- WHAT TO DO
Report every line of the records below that includes the string "SessionId".

- DATA FOR PROCESSING
▶

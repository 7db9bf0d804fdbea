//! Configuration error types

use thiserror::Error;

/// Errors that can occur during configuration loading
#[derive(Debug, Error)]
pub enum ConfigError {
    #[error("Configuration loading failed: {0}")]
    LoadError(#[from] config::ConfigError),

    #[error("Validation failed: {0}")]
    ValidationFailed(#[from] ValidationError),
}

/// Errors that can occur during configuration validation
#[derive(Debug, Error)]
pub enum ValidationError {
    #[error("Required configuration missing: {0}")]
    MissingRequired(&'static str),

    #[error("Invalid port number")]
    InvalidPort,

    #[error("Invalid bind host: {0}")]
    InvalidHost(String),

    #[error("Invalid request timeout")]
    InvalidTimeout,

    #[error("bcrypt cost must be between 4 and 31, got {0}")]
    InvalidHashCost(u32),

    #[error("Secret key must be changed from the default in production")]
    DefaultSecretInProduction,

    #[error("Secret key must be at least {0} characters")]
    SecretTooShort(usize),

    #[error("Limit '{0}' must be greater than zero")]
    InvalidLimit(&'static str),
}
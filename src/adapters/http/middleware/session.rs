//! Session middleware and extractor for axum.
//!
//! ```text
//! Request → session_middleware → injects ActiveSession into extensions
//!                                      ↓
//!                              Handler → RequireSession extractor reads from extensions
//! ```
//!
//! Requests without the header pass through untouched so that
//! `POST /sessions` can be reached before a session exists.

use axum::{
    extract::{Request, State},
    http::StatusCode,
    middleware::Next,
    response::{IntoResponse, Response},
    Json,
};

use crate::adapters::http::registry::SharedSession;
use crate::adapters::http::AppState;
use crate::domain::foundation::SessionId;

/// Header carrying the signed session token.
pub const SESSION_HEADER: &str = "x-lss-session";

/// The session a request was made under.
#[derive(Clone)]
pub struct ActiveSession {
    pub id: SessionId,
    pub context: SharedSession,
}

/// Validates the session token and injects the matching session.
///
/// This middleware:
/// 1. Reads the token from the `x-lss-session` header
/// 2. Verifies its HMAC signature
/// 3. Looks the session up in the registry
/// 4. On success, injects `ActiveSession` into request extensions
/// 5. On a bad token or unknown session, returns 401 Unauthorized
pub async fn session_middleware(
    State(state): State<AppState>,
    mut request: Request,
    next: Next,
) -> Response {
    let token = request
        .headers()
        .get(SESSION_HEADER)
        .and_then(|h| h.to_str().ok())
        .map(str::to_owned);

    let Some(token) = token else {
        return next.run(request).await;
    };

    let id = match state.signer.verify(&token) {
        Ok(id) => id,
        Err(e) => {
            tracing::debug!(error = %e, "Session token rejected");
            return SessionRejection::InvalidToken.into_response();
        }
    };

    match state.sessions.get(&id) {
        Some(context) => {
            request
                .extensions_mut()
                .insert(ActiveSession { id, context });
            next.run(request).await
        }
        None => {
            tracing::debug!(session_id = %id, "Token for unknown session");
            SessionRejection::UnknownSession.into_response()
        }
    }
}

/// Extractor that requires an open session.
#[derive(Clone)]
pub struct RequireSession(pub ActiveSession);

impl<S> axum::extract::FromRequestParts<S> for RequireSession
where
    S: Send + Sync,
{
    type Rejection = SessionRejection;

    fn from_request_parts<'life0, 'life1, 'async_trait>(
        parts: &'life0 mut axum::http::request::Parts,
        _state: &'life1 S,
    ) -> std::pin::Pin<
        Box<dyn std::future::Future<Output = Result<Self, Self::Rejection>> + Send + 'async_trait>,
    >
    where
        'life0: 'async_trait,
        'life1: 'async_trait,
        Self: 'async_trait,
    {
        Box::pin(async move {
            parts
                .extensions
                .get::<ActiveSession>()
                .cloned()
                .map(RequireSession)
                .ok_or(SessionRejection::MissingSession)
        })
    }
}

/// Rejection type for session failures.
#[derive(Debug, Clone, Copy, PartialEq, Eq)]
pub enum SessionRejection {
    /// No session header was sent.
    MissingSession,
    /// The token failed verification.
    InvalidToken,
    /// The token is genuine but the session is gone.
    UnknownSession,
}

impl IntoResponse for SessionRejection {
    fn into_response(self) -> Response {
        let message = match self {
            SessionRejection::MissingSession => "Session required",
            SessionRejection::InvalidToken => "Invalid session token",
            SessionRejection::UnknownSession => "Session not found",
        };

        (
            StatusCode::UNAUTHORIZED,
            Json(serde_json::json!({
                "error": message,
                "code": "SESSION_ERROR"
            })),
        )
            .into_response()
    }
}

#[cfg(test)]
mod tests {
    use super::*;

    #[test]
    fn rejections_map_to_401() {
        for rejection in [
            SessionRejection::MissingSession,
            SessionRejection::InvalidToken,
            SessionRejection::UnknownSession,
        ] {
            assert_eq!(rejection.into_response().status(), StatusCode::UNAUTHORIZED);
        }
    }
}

◀

- RESPONSE
use crate::domain::foundation::SessionId;
    pub id: SessionId,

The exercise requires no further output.